-- What to produce --
Nothing may be added, dropped, or altered; restate the listing word for word.

◇ ◇ ◇

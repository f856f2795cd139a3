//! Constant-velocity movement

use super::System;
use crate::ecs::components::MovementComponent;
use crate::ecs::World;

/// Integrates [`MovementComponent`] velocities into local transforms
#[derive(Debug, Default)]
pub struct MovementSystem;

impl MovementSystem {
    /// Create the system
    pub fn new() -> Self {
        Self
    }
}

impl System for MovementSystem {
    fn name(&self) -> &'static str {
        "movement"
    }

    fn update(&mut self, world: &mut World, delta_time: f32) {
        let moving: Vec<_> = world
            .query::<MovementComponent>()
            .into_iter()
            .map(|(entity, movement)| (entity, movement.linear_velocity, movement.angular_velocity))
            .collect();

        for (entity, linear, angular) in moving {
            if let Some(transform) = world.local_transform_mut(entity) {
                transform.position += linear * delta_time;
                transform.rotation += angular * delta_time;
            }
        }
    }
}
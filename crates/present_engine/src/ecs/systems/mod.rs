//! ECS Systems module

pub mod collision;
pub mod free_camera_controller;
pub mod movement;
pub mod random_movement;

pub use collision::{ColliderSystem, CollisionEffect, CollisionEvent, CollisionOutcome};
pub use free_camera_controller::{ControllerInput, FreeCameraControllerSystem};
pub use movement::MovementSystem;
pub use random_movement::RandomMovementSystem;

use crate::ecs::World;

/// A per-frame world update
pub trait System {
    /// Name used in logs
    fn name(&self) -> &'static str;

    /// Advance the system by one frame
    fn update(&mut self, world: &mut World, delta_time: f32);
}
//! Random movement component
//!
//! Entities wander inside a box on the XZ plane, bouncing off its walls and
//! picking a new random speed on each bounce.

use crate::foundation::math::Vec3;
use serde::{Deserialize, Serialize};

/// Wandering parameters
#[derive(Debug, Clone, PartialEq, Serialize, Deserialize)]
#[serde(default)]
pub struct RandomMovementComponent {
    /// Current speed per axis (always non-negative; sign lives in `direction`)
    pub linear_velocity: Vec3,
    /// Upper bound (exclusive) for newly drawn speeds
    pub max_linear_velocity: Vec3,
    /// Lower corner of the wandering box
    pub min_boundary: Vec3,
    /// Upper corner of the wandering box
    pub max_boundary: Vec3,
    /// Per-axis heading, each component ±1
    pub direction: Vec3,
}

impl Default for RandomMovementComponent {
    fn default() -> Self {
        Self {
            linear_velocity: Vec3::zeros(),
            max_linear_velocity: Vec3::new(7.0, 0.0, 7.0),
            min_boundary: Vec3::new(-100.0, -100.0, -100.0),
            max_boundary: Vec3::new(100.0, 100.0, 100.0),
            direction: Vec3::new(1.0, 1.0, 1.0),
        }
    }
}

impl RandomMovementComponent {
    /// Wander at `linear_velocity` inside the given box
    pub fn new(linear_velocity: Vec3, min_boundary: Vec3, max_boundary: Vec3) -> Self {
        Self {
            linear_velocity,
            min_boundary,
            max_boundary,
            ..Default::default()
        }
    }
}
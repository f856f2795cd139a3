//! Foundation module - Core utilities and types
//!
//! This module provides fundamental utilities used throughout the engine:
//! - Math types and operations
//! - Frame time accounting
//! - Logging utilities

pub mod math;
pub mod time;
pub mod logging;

◇ ◇ ◇

-- Final answer --
repository f856f2795cd139a3
//! Constant-velocity movement

use super::System;
use crate::ecs::components::MovementComponent;
use crate::ecs::World;

/// Integrates [`MovementComponent`] velocities into local transforms
#[derive(Debug, Default)]
pub struct MovementSystem;

impl MovementSystem {
    /// Create the system
    pub fn new() -> Self {
        Self
    }
}

impl System for MovementSystem {
    fn name(&self) -> &'static str {
        "movement"
    }

    fn update(&mut self, world: &mut World, delta_time: f32) {
        let moving: Vec<_> = world
            .query::<MovementComponent>()
            .into_iter()
            .map(|(entity, movement)| (entity, movement.linear_velocity, movement.angular_velocity))
            .collect();

        for (entity, linear, angular) in moving {
            if let Some(transform) = world.local_transform_mut(entity) {
                transform.position += linear * delta_time;
                transform.rotation += angular * delta_time;
            }
        }
    }
}
filename crates/present_engine/src/ecs/systems/mod.rs
//! ECS Systems module

pub mod collision;
pub mod free_camera_controller;
pub mod movement;
pub mod random_movement;

pub use collision::{ColliderSystem, CollisionEffect, CollisionEvent, CollisionOutcome};
pub use free_camera_controller::{ControllerInput, FreeCameraControllerSystem};
pub use movement::MovementSystem;
pub use random_movement::RandomMovementSystem;

use crate::ecs::World;

/// A per-frame world update
pub trait System {
    /// Name used in logs
    fn name(&self) -> &'static str;

    /// Advance the system by one frame
    fn update(&mut self, world: &mut World, delta_time: f32);
}
//! Random movement component
//!
//! Entities wander inside a box on the XZ plane, bouncing off its walls and
//! picking a new random speed on each bounce.

use crate::foundation::math::Vec3;
use serde::{Deserialize, Serialize};

/// Wandering parameters
#[derive(Debug, Clone, PartialEq, Serialize, Deserialize)]
#[serde(default)]
pub struct RandomMovementComponent {
    /// Current speed per axis (always non-negative; sign lives in `direction`)
    pub linear_velocity: Vec3,
    /// Upper bound (exclusive) for newly drawn speeds
    pub max_linear_velocity: Vec3,
    /// Lower corner of the wandering box
    pub min_boundary: Vec3,
    /// Upper corner of the wandering box
    pub max_boundary: Vec3,
    /// Per-axis heading, each component ±1
    pub direction: Vec3,
}

impl Default for RandomMovementComponent {
    fn default() -> Self {
        Self {
            linear_velocity: Vec3::zeros(),
            max_linear_velocity: Vec3::new(7.0, 0.0, 7.0),
            min_boundary: Vec3::new(-100.0, -100.0, -100.0),
            max_boundary: Vec3::new(100.0, 100.0, 100.0),
            direction: Vec3::new(1.0, 1.0, 1.0),
        }
    }
}

impl RandomMovementComponent {
    /// Wander at `linear_velocity` inside the given box
    pub fn new(linear_velocity: Vec3, min_boundary: Vec3, max_boundary: Vec3) -> Self {
        Self {
            linear_velocity,
            min_boundary,
            max_boundary,
            ..Default::default()
        }
    }
}
repository f856f2795cd139a3
//! Foundation module - Core utilities and types
//!
//! This module provides fundamental utilities used throughout the engine:
//! - Math types and operations
//! - Frame time accounting
//! - Logging utilities

pub mod math;
pub mod time;
pub mod logging;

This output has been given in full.